Here's the difference not only between 4-2 and 3-3 but a last stand of sorts for a fair amount of realistic hope that this team can still contend for a Super Bowl, making a point of defeating another viable NFC team at home after a bye week. It's that simple.
The Bears offense that was expected to dazzle has instead fizzled, despite the additions of David Montgomery and Cordarrelle Patterson. This is Nagy's side of the ball, and his understanding of formational and tactical concepts was a major reason why he got his first opportunity to run a team. It's time to for it to show tangible signs of coming together.
It's not enough to simply stop the inexcusable regression and settle into some kind of managed-game system, because that would be moving the bar. We have to insist that Nagy and the Bears instead start scoring touchdowns like he said they would in the second year of the program. He promised better results than last season, not just an improvement on this sorry mess that we have seen for most of the first six weeks. Make it work.
So if not now, when?
The Bears' season-opening 10-3 loss to the Packers was jarring for those still riding the positive wave of a 12-4 debut season for Nagy that was undone by an infamous kick. Truth be told, the silliness surrounding Cody Parkey and the overblown farce of finding his replacement kept us from examining more closely the problems the Bears had scoring a sufficient number of points, an issue that then arrived with a thud and has stuck around.

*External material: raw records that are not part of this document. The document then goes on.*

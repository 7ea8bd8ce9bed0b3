//! # Rendering Module
//!
//! Styled terminal output from the templates in [`super::templates`].
//!
//! Layout calculations (width, truncation, padding) stay in Rust because they
//! require Unicode-aware processing. Templates pick styles from semantic
//! names and arrange the lines.

use super::styles::{self, names};
use super::templates::TEMPLATES;
use chrono::{DateTime, Utc};
use console::Term;
use minijinja::{Environment, Value};
use roster::api::{CmdMessage, MessageLevel};
use roster::commands::ListView;
use roster::confirm::ConfirmPrompt;
use roster::model::UserRow;
use roster::window::PageEntry;
use serde::Serialize;
use unicode_width::UnicodeWidthStr;

pub const ID_WIDTH: usize = 6;
pub const NAME_WIDTH: usize = 24;
pub const USERNAME_WIDTH: usize = 32;
pub const STATUS_WIDTH: usize = 8;
pub const ROLES_WIDTH: usize = 26;
pub const TIME_WIDTH: usize = 14;

#[derive(Serialize)]
struct RowData {
    id: String,
    name: String,
    name_style: &'static str,
    username: String,
    status: String,
    status_style: &'static str,
    roles: String,
    created: String,
}

#[derive(Serialize)]
struct PagerEntryData {
    label: String,
    style: &'static str,
}

#[derive(Serialize)]
struct ListData {
    header: String,
    rows: Vec<RowData>,
    empty_message: String,
    pages: Vec<PagerEntryData>,
    has_previous: bool,
    has_next: bool,
    summary: String,
}

#[derive(Serialize)]
struct MessageData {
    content: String,
    style: &'static str,
}

#[derive(Serialize)]
struct MessagesData {
    messages: Vec<MessageData>,
}

#[derive(Serialize)]
struct TextListData {
    lines: Vec<String>,
    empty_message: String,
}

fn environment(use_color: bool) -> Result<Environment<'static>, minijinja::Error> {
    let mut env = Environment::new();
    env.set_trim_blocks(true);
    env.set_lstrip_blocks(true);
    env.set_keep_trailing_newline(true);
    env.add_filter("style", move |value: Value, name: String| -> String {
        styles::apply(&name, &value.to_string(), use_color)
    });
    for &(name, source) in TEMPLATES {
        env.add_template(name, source)?;
    }
    Ok(env)
}

fn render<T: Serialize>(
    name: &str,
    data: &T,
    use_color: Option<bool>,
) -> Result<String, minijinja::Error> {
    let use_color = use_color.unwrap_or_else(|| Term::stdout().features().colors_supported());
    let env = environment(use_color)?;
    env.get_template(name)?.render(data)
}

/// Renders the user table followed by the pager and the row-range summary.
pub fn render_user_list(view: &ListView) -> String {
    render_user_list_internal(view, None)
}

fn render_user_list_internal(view: &ListView, use_color: Option<bool>) -> String {
    let header = format!(
        "{}  {}  {}  {}  {}  {}",
        format!("{:>width$}", "ID", width = ID_WIDTH),
        pad_to_width("Name", NAME_WIDTH),
        pad_to_width("Username", USERNAME_WIDTH),
        pad_to_width("Status", STATUS_WIDTH),
        pad_to_width("Roles", ROLES_WIDTH),
        format!("{:>width$}", "Created", width = TIME_WIDTH),
    );

    let rows = view
        .rows
        .iter()
        .map(|row| RowData {
            id: format!("{:>width$}", row.id, width = ID_WIDTH),
            name: pad_to_width(row.name.as_deref().unwrap_or(""), NAME_WIDTH),
            name_style: if view.is_current_user(row) {
                names::YOU
            } else {
                names::NAME
            },
            username: pad_to_width(&row.username, USERNAME_WIDTH),
            status: pad_to_width(if row.disabled { "disabled" } else { "active" }, STATUS_WIDTH),
            status_style: if row.disabled {
                names::DISABLED
            } else {
                names::ENABLED
            },
            roles: pad_to_width(&roles(row), ROLES_WIDTH),
            created: row.created_at.map(format_time_ago).unwrap_or_default(),
        })
        .collect();

    let pages = view
        .window
        .entries
        .iter()
        .map(|entry| PagerEntryData {
            label: entry.to_string(),
            style: match entry {
                PageEntry::Number(n) if *n == view.window.current_page => names::CURRENT_PAGE,
                PageEntry::Number(_) => names::PAGE,
                PageEntry::Ellipsis => names::ELLIPSIS,
            },
        })
        .collect();

    let data = ListData {
        header,
        rows,
        empty_message: if view.window.total_count == 0 {
            "No users found.".to_string()
        } else {
            "No users on this page.".to_string()
        },
        pages,
        has_previous: view.window.has_previous(),
        has_next: view.window.has_next(),
        summary: summary(view),
    };

    render("user_list", &data, use_color).unwrap_or_else(|e| format!("Render error: {}\n", e))
}

fn summary(view: &ListView) -> String {
    let w = &view.window;
    let matching = if view.filter.is_empty() {
        String::new()
    } else {
        format!(" matching \"{}\"", view.filter)
    };

    if w.total_count == 0 {
        format!("0 users{}", matching)
    } else if w.shown == 0 {
        format!(
            "Page {} of {} is empty ({} users{})",
            w.current_page, w.number_of_pages, w.total_count, matching
        )
    } else {
        format!(
            "Showing {}–{} of {}{}",
            w.first_index, w.last_index, w.total_count, matching
        )
    }
}

fn roles(row: &UserRow) -> String {
    let mut roles = Vec::new();
    if row.is_admin {
        roles.push("admin");
    }
    if row.is_agency_admin {
        roles.push("agency admin");
    }
    if row.is_community_admin {
        roles.push("community admin");
    }

    if roles.is_empty() {
        "-".to_string()
    } else {
        roles.join(", ")
    }
}

/// Renders a confirmation prompt's title and body. The buttons are drawn by
/// the terminal prompt itself.
pub fn render_prompt(prompt: &ConfirmPrompt) -> String {
    #[derive(Serialize)]
    struct PromptData<'a> {
        title: &'a str,
        body: &'a str,
    }

    let data = PromptData {
        title: &prompt.title,
        body: &prompt.body,
    };
    render("prompt", &data, None)
        .unwrap_or_else(|_| format!("{}\n{}\n", prompt.title, prompt.body))
}

pub fn render_text_list(lines: &[String], empty_message: &str) -> String {
    render_text_list_internal(lines, empty_message, None)
}

fn render_text_list_internal(
    lines: &[String],
    empty_message: &str,
    use_color: Option<bool>,
) -> String {
    let data = TextListData {
        lines: lines.to_vec(),
        empty_message: empty_message.to_string(),
    };

    render("text_list", &data, use_color).unwrap_or_else(|_| format!("{}\n", empty_message))
}

/// Renders command messages using the template system with themed styles.
pub fn render_messages(messages: &[CmdMessage]) -> String {
    render_messages_internal(messages, None)
}

fn render_messages_internal(messages: &[CmdMessage], use_color: Option<bool>) -> String {
    if messages.is_empty() {
        return String::new();
    }

    let data = MessagesData {
        messages: messages
            .iter()
            .map(|msg| MessageData {
                content: msg.content.clone(),
                style: match msg.level {
                    MessageLevel::Info => names::INFO,
                    MessageLevel::Success => names::SUCCESS,
                    MessageLevel::Warning => names::WARNING,
                    MessageLevel::Error => names::ERROR,
                },
            })
            .collect(),
    };

    render("messages", &data, use_color).unwrap_or_else(|_| {
        messages
            .iter()
            .map(|m| format!("{}\n", m.content))
            .collect()
    })
}

/// Prints command messages to stdout using the template system.
pub fn print_messages(messages: &[CmdMessage]) {
    let output = render_messages(messages);
    if !output.is_empty() {
        print!("{}", output);
    }
}

/// Truncates to `width` columns (marking the cut with `…`) and pads with
/// spaces up to `width`.
fn pad_to_width(s: &str, width: usize) -> String {
    let text = truncate_to_width(s, width);
    let padding = width.saturating_sub(text.width());
    format!("{}{}", text, " ".repeat(padding))
}

fn truncate_to_width(s: &str, max_width: usize) -> String {
    use unicode_width::UnicodeWidthChar;

    if s.width() <= max_width {
        return s.to_string();
    }

    let mut result = String::new();
    let mut current_width = 0;
    let limit = max_width.saturating_sub(1);

    for c in s.chars() {
        let char_width = c.width().unwrap_or(0);
        if current_width + char_width > limit {
            break;
        }
        result.push(c);
        current_width += char_width;
    }
    result.push('…');
    result
}

fn format_time_ago(timestamp: DateTime<Utc>) -> String {
    let duration = Utc::now().signed_duration_since(timestamp);
    let formatter = timeago::Formatter::new();
    let time_str = formatter.convert(duration.to_std().unwrap_or_default());

    format!("{:>width$}", time_str, width = TIME_WIDTH)
}

#[cfg(test)]
mod tests {
    use super::*;
    use chrono::Duration;
    use roster::model::{AdminContext, ResultPage};

    fn view_of(users: Vec<UserRow>, page: u32, count: u64, filter: &str) -> ListView {
        let result = ResultPage {
            users,
            count,
            page,
            limit: 10,
        };
        let ctx = AdminContext::sitewide().with_current_user(Some("ada@example.gov".into()));
        ListView::new(&result, 10, filter, &ctx)
    }

    fn rows(n: i64) -> Vec<UserRow> {
        (1..=n)
            .map(|i| UserRow::new(i, &format!("User {}", i), &format!("user{}@example.gov", i)))
            .collect()
    }

    #[test]
    fn test_render_rows_and_summary() {
        let output = render_user_list_internal(&view_of(rows(10), 1, 95, ""), Some(false));

        assert!(output.starts_with("    ID  Name"));
        assert!(output.contains("user3@example.gov"));
        assert!(output.contains("active"));
        assert!(output.contains("1 2 3 4 5 … 10"));
        assert!(output.contains("Showing 1–10 of 95"));
        assert!(output.ends_with('\n'));
    }

    #[test]
    fn test_render_middle_page_window() {
        let output = render_user_list_internal(&view_of(rows(10), 5, 95, ""), Some(false));
        assert!(output.contains("‹ p  1 … 4 5 6 … 10  n ›"));
        assert!(output.contains("Showing 41–50 of 95"));
    }

    #[test]
    fn test_pager_hints_stop_at_the_ends() {
        let first = render_user_list_internal(&view_of(rows(10), 1, 95, ""), Some(false));
        assert!(!first.contains("‹ p"));
        assert!(first.contains("n ›"));

        let last = render_user_list_internal(&view_of(rows(5), 10, 95, ""), Some(false));
        assert!(last.contains("‹ p"));
        assert!(!last.contains("n ›"));
    }

    #[test]
    fn test_render_empty_result() {
        let output = render_user_list_internal(&view_of(Vec::new(), 1, 0, "zed"), Some(false));
        assert!(output.contains("No users found."));
        assert!(output.contains("0 users matching \"zed\""));
        assert!(!output.contains("ID"));
    }

    #[test]
    fn test_render_page_past_the_end() {
        let output = render_user_list_internal(&view_of(Vec::new(), 50, 30, ""), Some(false));
        assert!(output.contains("No users on this page."));
        assert!(output.contains("Page 50 of 3 is empty (30 users)"));
    }

    #[test]
    fn test_render_flags_and_roles() {
        let mut users = rows(2);
        users[0].disabled = true;
        users[1].is_admin = true;
        users[1].is_community_admin = true;
        users[1].created_at = Some(Utc::now() - Duration::days(3));

        let output = render_user_list_internal(&view_of(users, 1, 2, ""), Some(false));
        assert!(output.contains("disabled"));
        assert!(output.contains("admin, community admin"));
        assert!(output.contains("3 days ago"));
    }

    #[test]
    fn test_current_page_is_styled_with_color() {
        let output = render_user_list_internal(&view_of(rows(10), 2, 95, ""), Some(true));
        assert!(output.contains("\u{1b}["));
        assert!(output.contains("User 2"));
    }

    #[test]
    fn test_truncate_to_width() {
        assert_eq!(truncate_to_width("short", 10), "short");
        assert_eq!(truncate_to_width("exactly10!", 10), "exactly10!");
        assert_eq!(truncate_to_width("much too long", 6), "much …");
        assert_eq!(pad_to_width("ab", 4), "ab  ");
    }

    #[test]
    fn test_render_text_list() {
        let lines = vec!["base-url = http://localhost:3000".to_string()];
        let output = render_text_list_internal(&lines, "Nothing here.", Some(false));
        assert_eq!(output, "base-url = http://localhost:3000\n");

        let empty = render_text_list_internal(&[], "Nothing here.", Some(false));
        assert_eq!(empty, "Nothing here.\n");
    }

    #[test]
    fn test_render_messages() {
        assert!(render_messages_internal(&[], Some(false)).is_empty());

        let messages = vec![
            CmdMessage::success("Enabled Ada"),
            CmdMessage::error("Nope"),
        ];
        let output = render_messages_internal(&messages, Some(false));
        assert_eq!(output, "Enabled Ada\nNope\n");
    }
}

Nagy has remained relentlessly upbeat through it all, regardless, continuing to project confidence that his vision will be realized. But as long as his vaunted offense continues to languish in a morass of penalties, missed assignments and predictable patterns, our ability to share his perspective is tested.
It's all fun when the wins are piling up and the major injuries are in everybody else's building. Club Dub and "Boom!" and magazine covers and ceremonial first pitches quickly start to seem empty when the outcomes disappoint.

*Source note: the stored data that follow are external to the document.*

use super::{ToggleRequest, UserDirectory};
use crate::error::{Result, RosterError};
use crate::model::{AdminContext, ListRequest, ResultPage, UserRow};

pub const DEFAULT_LIMIT: u32 = 10;

/// In-process user directory. Filters and pages a fixed set of rows the way
/// the server does, and records every call it receives.
#[derive(Debug, Clone)]
pub struct InMemoryDirectory {
    users: Vec<UserRow>,
    default_limit: u32,
    reset_failure: Option<(u16, String)>,
    list_failure: Option<(u16, String)>,
    pub list_calls: Vec<(AdminContext, ListRequest)>,
    pub toggles: Vec<ToggleRequest>,
    pub resets: Vec<String>,
}

impl Default for InMemoryDirectory {
    fn default() -> Self {
        Self::new()
    }
}

impl InMemoryDirectory {
    pub fn new() -> Self {
        Self {
            users: Vec::new(),
            default_limit: DEFAULT_LIMIT,
            reset_failure: None,
            list_failure: None,
            list_calls: Vec::new(),
            toggles: Vec::new(),
            resets: Vec::new(),
        }
    }

    /// Seeds `count` users named `User 1`..`User count`.
    pub fn with_generated_users(count: usize) -> Self {
        let users = (1..=count)
            .map(|i| UserRow::new(i as i64, &format!("User {}", i), &format!("user{}@example.gov", i)))
            .collect();
        Self::new().with_users(users)
    }

    pub fn with_users(mut self, users: Vec<UserRow>) -> Self {
        self.users = users;
        self
    }

    pub fn with_default_limit(mut self, limit: u32) -> Self {
        self.default_limit = limit;
        self
    }

    /// Makes password resets fail with `status` and `body`.
    pub fn failing_resets(mut self, status: u16, body: &str) -> Self {
        self.reset_failure = Some((status, body.to_string()));
        self
    }

    /// Makes list requests fail with `status` and `body` from now on. The
    /// calls are still recorded.
    pub fn fail_lists(&mut self, status: u16, body: &str) {
        self.list_failure = Some((status, body.to_string()));
    }

    pub fn clear_failures(&mut self) {
        self.list_failure = None;
        self.reset_failure = None;
    }

    pub fn user(&self, id: i64) -> Option<&UserRow> {
        self.users.iter().find(|u| u.id == id)
    }
}

impl UserDirectory for InMemoryDirectory {
    fn list_users(&mut self, context: &AdminContext, request: &ListRequest) -> Result<ResultPage> {
        self.list_calls.push((context.clone(), request.clone()));
        if let Some((status, body)) = &self.list_failure {
            return Err(RosterError::Remote {
                status: *status,
                body: body.clone(),
            });
        }

        let needle = request.q.as_deref().unwrap_or("").to_lowercase();
        let matching: Vec<&UserRow> = self
            .users
            .iter()
            .filter(|u| {
                needle.is_empty()
                    || u.username.to_lowercase().contains(&needle)
                    || u.name
                        .as_deref()
                        .is_some_and(|n| n.to_lowercase().contains(&needle))
            })
            .collect();

        let page = request.page.unwrap_or(1).max(1);
        let limit = request.limit.unwrap_or(self.default_limit).max(1);
        let start = (page as usize - 1).saturating_mul(limit as usize);

        Ok(ResultPage {
            users: matching
                .iter()
                .skip(start)
                .take(limit as usize)
                .map(|u| (*u).clone())
                .collect(),
            count: matching.len() as u64,
            page,
            limit,
        })
    }

    fn toggle(&mut self, request: &ToggleRequest) -> Result<()> {
        self.toggles.push(request.clone());
        let user = self
            .users
            .iter_mut()
            .find(|u| u.id == request.user_id)
            .ok_or_else(|| RosterError::Remote {
                status: 404,
                body: format!("User {} not found", request.user_id),
            })?;
        request.action.apply(user, request.checked);
        Ok(())
    }

    fn request_password_reset(&mut self, email: &str) -> Result<()> {
        self.resets.push(email.to_string());
        match &self.reset_failure {
            Some((status, body)) => Err(RosterError::Remote {
                status: *status,
                body: body.clone(),
            }),
            None => Ok(()),
        }
    }
}

#[cfg(test)]
mod tests {
    use super::*;
    use crate::model::RowAction;

    #[test]
    fn pages_and_filters_like_the_server() {
        let mut dir = InMemoryDirectory::with_generated_users(25);
        let ctx = AdminContext::sitewide();

        let first = dir.list_users(&ctx, &ListRequest::default()).unwrap();
        assert_eq!(first.page, 1);
        assert_eq!(first.limit, DEFAULT_LIMIT);
        assert_eq!(first.users.len(), 10);
        assert_eq!(first.count, 25);

        let last = dir
            .list_users(
                &ctx,
                &ListRequest {
                    page: Some(3),
                    ..Default::default()
                },
            )
            .unwrap();
        assert_eq!(last.users.len(), 5);

        let filtered = dir
            .list_users(
                &ctx,
                &ListRequest {
                    q: Some("USER2".into()),
                    ..Default::default()
                },
            )
            .unwrap();
        // user2, user20..user25
        assert_eq!(filtered.count, 7);
        assert_eq!(dir.list_calls.len(), 3);
    }

    #[test]
    fn injected_list_failure_is_recorded_and_clears() {
        let mut dir = InMemoryDirectory::with_generated_users(5).with_default_limit(2);
        let ctx = AdminContext::sitewide();

        dir.fail_lists(502, "Bad Gateway");
        let err = dir.list_users(&ctx, &ListRequest::default()).unwrap_err();
        assert!(matches!(err, RosterError::Remote { status: 502, .. }));
        assert_eq!(dir.list_calls.len(), 1);

        dir.clear_failures();
        let page = dir.list_users(&ctx, &ListRequest::default()).unwrap();
        assert_eq!(page.limit, 2);
        assert_eq!(page.users.len(), 2);
    }

    #[test]
    fn toggle_of_unknown_user_is_not_found() {
        let mut dir = InMemoryDirectory::with_generated_users(1);
        let err = dir
            .toggle(&ToggleRequest::new(99, RowAction::Enable, false))
            .unwrap_err();
        assert!(matches!(err, RosterError::Remote { status: 404, .. }));
    }
}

Four wins in the first six games and clear evidence of progress toward bigger and better achievements should be a minimum standard for a Bears team that began the season with the expectations it did. That's what's here and now on Sunday.
Nagy writes "Be You" on his play-call card each week as a reiteration of a mantra, a commitment to living freely and trusting one's instincts. A requisite Bears win Sunday will go a long way toward defining who he actually is as a coach.